◆ How to complete this task ◆
Write every record out again exactly as shown below.

◆ Working data ◆
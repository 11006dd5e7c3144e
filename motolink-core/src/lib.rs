//! Board-agnostic device logic for Motolink controllers
//!
//! This crate sits on top of `motolink-protocol` and contains everything
//! that turns decoded frames into device behavior:
//!
//! - Device state and command execution
//! - Command dispatcher (the protocol engine's [`LinkHandler`])
//! - STAT telemetry record layout
//! - Link configuration types
//!
//! [`LinkHandler`]: motolink_protocol::LinkHandler

#![cfg_attr(not(test), no_std)]
#![deny(unsafe_code)]

mod fmt;

pub mod config;
pub mod device;
pub mod dispatch;
pub mod stat;

pub use config::LinkConfig;
pub use device::{CommandError, Device, Mode, MAX_SPEED};
pub use dispatch::Dispatcher;
pub use stat::{StatRecord, STAT_LEN};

◆ Answer to the problem ◆
repository 11006dd5e7c3144e
filename motolink-core/src/lib.rs
//! Board-agnostic device logic for Motolink controllers
//!
//! This crate sits on top of `motolink-protocol` and contains everything
//! that turns decoded frames into device behavior:
//!
//! - Device state and command execution
//! - Command dispatcher (the protocol engine's [`LinkHandler`])
//! - STAT telemetry record layout
//! - Link configuration types
//!
//! [`LinkHandler`]: motolink_protocol::LinkHandler

#![cfg_attr(not(test), no_std)]
#![deny(unsafe_code)]

mod fmt;

pub mod config;
pub mod device;
pub mod dispatch;
pub mod stat;

pub use config::LinkConfig;
pub use device::{CommandError, Device, Mode, MAX_SPEED};
pub use dispatch::Dispatcher;
pub use stat::{StatRecord, STAT_LEN};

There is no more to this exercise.